(Collected data entries)
□ □ □ □

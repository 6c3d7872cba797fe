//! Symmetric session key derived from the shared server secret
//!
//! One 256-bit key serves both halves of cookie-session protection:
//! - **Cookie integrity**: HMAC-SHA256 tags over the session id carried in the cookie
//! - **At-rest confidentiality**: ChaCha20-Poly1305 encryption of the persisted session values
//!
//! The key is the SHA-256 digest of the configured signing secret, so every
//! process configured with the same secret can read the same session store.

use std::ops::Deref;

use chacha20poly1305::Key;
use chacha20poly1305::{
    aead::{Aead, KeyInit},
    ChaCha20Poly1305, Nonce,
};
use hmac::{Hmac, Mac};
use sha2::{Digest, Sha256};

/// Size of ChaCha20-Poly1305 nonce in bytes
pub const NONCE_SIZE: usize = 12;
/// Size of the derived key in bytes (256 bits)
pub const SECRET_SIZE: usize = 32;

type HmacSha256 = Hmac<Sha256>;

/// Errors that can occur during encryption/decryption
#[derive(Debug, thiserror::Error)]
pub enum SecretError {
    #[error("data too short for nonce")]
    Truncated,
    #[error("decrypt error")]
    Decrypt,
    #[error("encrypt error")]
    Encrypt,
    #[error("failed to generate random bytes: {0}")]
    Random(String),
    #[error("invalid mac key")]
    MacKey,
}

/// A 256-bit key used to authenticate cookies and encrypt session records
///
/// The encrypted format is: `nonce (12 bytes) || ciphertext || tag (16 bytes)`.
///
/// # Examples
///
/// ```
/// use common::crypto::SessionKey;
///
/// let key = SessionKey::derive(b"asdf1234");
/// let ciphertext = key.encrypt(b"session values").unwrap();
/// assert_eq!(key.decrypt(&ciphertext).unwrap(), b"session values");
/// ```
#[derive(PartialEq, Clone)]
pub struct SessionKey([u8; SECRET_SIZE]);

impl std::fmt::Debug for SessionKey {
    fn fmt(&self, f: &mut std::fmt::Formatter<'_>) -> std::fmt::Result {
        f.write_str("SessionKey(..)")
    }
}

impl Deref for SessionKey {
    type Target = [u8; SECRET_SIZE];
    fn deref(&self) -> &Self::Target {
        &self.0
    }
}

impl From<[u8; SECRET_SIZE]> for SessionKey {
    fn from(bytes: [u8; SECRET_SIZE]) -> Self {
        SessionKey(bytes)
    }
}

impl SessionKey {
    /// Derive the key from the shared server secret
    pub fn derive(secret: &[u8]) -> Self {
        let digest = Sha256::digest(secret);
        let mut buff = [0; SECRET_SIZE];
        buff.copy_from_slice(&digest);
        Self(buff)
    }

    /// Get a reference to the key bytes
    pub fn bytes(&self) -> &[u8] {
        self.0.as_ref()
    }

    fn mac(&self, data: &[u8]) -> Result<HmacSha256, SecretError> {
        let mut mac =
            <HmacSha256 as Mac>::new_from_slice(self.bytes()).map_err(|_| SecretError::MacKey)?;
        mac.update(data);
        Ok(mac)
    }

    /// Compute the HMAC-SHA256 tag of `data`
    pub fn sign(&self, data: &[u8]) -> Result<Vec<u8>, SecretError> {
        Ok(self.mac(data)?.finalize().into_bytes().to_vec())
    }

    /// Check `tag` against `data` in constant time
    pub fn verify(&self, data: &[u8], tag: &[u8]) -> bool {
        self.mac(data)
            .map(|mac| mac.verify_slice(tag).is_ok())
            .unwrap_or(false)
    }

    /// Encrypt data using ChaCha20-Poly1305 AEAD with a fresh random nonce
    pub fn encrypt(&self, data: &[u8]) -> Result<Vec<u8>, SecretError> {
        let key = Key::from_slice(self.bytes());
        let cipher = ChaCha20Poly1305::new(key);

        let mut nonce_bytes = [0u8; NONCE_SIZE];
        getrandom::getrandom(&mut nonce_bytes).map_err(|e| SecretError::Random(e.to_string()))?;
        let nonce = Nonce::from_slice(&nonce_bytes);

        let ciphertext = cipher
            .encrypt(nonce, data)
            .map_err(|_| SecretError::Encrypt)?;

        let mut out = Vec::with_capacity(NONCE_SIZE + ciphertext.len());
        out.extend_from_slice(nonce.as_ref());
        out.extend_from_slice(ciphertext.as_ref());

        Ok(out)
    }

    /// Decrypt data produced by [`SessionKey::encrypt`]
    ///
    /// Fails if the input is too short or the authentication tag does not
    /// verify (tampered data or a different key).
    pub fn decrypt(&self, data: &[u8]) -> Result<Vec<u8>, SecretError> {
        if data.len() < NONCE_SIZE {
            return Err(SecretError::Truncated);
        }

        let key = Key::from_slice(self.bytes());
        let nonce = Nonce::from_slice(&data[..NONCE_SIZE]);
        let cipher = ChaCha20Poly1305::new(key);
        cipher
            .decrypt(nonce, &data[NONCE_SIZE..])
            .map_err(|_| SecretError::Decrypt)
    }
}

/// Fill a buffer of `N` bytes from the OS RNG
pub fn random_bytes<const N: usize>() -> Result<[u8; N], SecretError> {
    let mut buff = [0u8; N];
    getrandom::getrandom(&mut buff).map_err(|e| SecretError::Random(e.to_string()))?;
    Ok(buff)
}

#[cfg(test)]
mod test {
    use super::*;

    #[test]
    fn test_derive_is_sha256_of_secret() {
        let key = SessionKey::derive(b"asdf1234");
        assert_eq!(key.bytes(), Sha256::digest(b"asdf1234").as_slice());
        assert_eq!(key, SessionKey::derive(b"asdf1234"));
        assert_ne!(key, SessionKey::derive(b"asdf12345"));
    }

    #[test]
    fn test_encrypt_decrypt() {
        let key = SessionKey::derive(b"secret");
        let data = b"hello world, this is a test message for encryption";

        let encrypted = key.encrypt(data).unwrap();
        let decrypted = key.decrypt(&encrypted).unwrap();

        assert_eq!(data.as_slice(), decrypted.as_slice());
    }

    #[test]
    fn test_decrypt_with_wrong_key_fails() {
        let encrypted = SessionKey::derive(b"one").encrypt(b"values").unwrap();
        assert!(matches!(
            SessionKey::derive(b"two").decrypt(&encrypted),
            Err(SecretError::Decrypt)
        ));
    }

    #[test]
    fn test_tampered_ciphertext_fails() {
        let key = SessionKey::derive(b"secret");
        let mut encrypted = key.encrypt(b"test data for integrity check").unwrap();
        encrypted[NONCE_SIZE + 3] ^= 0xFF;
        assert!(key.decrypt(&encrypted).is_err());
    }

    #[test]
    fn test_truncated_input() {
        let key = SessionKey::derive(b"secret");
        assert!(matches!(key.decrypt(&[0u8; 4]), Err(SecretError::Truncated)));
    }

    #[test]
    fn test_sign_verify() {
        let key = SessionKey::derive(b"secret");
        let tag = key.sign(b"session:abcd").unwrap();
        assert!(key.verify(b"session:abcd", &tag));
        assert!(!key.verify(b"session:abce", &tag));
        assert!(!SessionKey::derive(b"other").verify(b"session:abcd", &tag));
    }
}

□ □ □ □

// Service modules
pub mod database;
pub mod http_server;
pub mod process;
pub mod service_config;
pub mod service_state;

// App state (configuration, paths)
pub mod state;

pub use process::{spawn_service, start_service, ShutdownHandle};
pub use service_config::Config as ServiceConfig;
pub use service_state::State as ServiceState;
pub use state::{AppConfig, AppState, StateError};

□ □ □ □

> Task instructions:
Copy word for word the stretch of entries above from the line that has "repository 6c3d7872cba797fe" through the line that has "type HmacSha256 = Hmac<Sha256>;", both ends included, and nothing outside it.

> Exercise answer:
repository 6c3d7872cba797fe
//! Symmetric session key derived from the shared server secret
//!
//! One 256-bit key serves both halves of cookie-session protection:
//! - **Cookie integrity**: HMAC-SHA256 tags over the session id carried in the cookie
//! - **At-rest confidentiality**: ChaCha20-Poly1305 encryption of the persisted session values
//!
//! The key is the SHA-256 digest of the configured signing secret, so every
//! process configured with the same secret can read the same session store.

use std::ops::Deref;

use chacha20poly1305::Key;
use chacha20poly1305::{
    aead::{Aead, KeyInit},
    ChaCha20Poly1305, Nonce,
};
use hmac::{Hmac, Mac};
use sha2::{Digest, Sha256};

/// Size of ChaCha20-Poly1305 nonce in bytes
pub const NONCE_SIZE: usize = 12;
/// Size of the derived key in bytes (256 bits)
pub const SECRET_SIZE: usize = 32;

type HmacSha256 = Hmac<Sha256>;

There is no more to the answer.